Orbital characteristics
- Epoch 31 July 2016 (JD 2457600.5)
- Uncertainty parameter 0
- Observation arc: 109.79 yr (40100 days)
- Aphelion: 3.6686 AU (548.81 Gm)
- Perihelion: 2.7362 AU (409.33 Gm)
- Semi-major axis: 3.2024 AU (479.07 Gm)
- Eccentricity: 0.14558
- Orbital period (sidereal): 5.73 yr (2093.2 d)
- Mean anomaly: 241.229°
- Mean motion: 0° 10^{m} 19.164^{s} / day
- Inclination: 26.077°
- Longitude of ascending node: 264.704°
- Argument of perihelion: 178.108°
- Earth MOID: 1.75069 AU (261.899 Gm)
- Jupiter MOID: 1.60187 AU (239.636 Gm)
- T_{Jupiter}: 3.019

Physical characteristics
- Mean diameter: 148.43 ± 5.02 km 109.568±1.987 km
- Mass: (9.87 ± 6.05) × 10^{18} kg
- Mean density: 5.76 ± 3.58 g/cm^{3}
- Synodic rotation period: 9.3959 h (0.39150 d)
- Sidereal rotation period: 9.3959 h
- Geometric albedo: 0.0420±0.002
- Spectral type: FCB/B
- Absolute magnitude (H): 8.3

= 895 Helio =

Main-belt asteroid

895 Helio is a large dark outer main-belt asteroid about 150 km in diameter.
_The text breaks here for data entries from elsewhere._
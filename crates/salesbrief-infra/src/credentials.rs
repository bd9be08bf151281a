//! API key resolution.
//!
//! The key is read once at startup from the process environment, after an
//! optional `.env` file has been merged in. Missing or empty keys are a fatal
//! configuration error.

use std::path::PathBuf;

use secrecy::SecretString;

use salesbrief_types::config::AppConfig;
use salesbrief_types::error::ConfigError;
use salesbrief_types::llm::ProviderKind;

/// Load `.env` from the working directory (or a parent) if present.
///
/// Variables already set in the environment win over the file.
pub fn load_dotenv() -> Option<PathBuf> {
    match dotenvy::dotenv() {
        Ok(path) => {
            tracing::debug!(path = %path.display(), "loaded .env file");
            Some(path)
        }
        Err(e) if e.not_found() => None,
        Err(e) => {
            tracing::warn!("failed to load .env file: {e}");
            None
        }
    }
}

/// Default environment variable holding the key for a provider.
pub fn default_api_key_env(kind: ProviderKind) -> &'static str {
    match kind {
        ProviderKind::HuggingFace => "HF_TOKEN",
        ProviderKind::OpenAi => "OPENAI_API_KEY",
    }
}

/// Name of the variable to read: the config override, else the provider default.
pub fn api_key_env_name(config: &AppConfig) -> String {
    config
        .api_key_env
        .clone()
        .unwrap_or_else(|| default_api_key_env(config.provider).to_string())
}

/// Read the API key for the configured provider.
pub fn resolve_api_key(config: &AppConfig) -> Result<SecretString, ConfigError> {
    let var = api_key_env_name(config);
    match std::env::var(&var) {
        Ok(value) if !value.trim().is_empty() => Ok(SecretString::from(value)),
        _ => Err(ConfigError::MissingCredential(var)),
    }
}
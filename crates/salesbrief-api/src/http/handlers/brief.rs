//! Stateless JSON endpoints over the same pipeline as the form.

use std::time::Instant;

use axum::extract::State;
use axum::Json;
use serde::Deserialize;

use salesbrief_core::presenter::download_file_name;
use salesbrief_core::prompt::TEMPLATE_VERSION;
use salesbrief_types::brief::{FormInput, UploadedArtifact};

use crate::http::error::AppError;
use crate::http::response::ApiResponse;
use crate::state::AppState;

/// JSON request body: the form fields plus an optional inline overview file.
#[derive(Debug, Deserialize)]
pub struct BriefRequest {
    #[serde(flatten)]
    pub form: FormInput,
    #[serde(default)]
    pub overview_file_name: Option<String>,
    #[serde(default)]
    pub overview_file_text: Option<String>,
}

impl BriefRequest {
    fn into_parts(self) -> (FormInput, Option<UploadedArtifact>) {
        let artifact = self.overview_file_text.map(|text| {
            let name = self
                .overview_file_name
                .unwrap_or_else(|| "overview.txt".to_string());
            UploadedArtifact::new(name, text.into_bytes())
        });
        (self.form, artifact)
    }
}

/// POST /api/v1/briefs - Generate a brief.
pub async fn create_brief(
    State(state): State<AppState>,
    Json(body): Json<BriefRequest>,
) -> Result<ApiResponse<serde_json::Value>, AppError> {
    let start = Instant::now();
    let request_id = uuid::Uuid::now_v7().to_string();

    let (form, artifact) = body.into_parts();
    let result = state.brief_service.generate(form, artifact).await?;
    let elapsed = start.elapsed().as_millis() as u64;

    let invoker = state.brief_service.invoker();
    let data = serde_json::json!({
        "text": result.text,
        "product_name": result.product_name,
        "download_file_name": download_file_name(&result.product_name),
        "provider": invoker.provider_name(),
        "model": invoker.model(),
    });

    Ok(ApiResponse::success(data, request_id, elapsed).with_link("self", "/api/v1/briefs"))
}

/// POST /api/v1/prompt - Assemble the prompt without calling the provider.
pub async fn preview_prompt(
    State(state): State<AppState>,
    Json(body): Json<BriefRequest>,
) -> Result<ApiResponse<serde_json::Value>, AppError> {
    let start = Instant::now();
    let request_id = uuid::Uuid::now_v7().to_string();

    let (form, artifact) = body.into_parts();
    let prompt = state.brief_service.preview(form, artifact)?;
    let elapsed = start.elapsed().as_millis() as u64;

    let data = serde_json::json!({
        "chars": prompt.len(),
        "template_version": TEMPLATE_VERSION,
        "prompt": prompt.into_string(),
    });

    Ok(ApiResponse::success(data, request_id, elapsed).with_link("self", "/api/v1/prompt"))
}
It was discovered on 11 July 1918 by German astronomer Max Wolf. It is named after the element helium, whose spectrum was studied by Friedrich Paschen and Carl David Tolmé Runge, with the asteroid being named by Paschen at Wolf's request; the name helium itself comes from Helios, the Greek god of the Sun.

This is a B-type asteroid. The best spectral analog for 895 Helio is the iron rich pyroxene mineral hedenbergite. It shares similar orbital properties with the 31 Euphrosyne asteroid family, but is most likely an interloper. Light curve analysis provides a rotation period of 9.4 hours.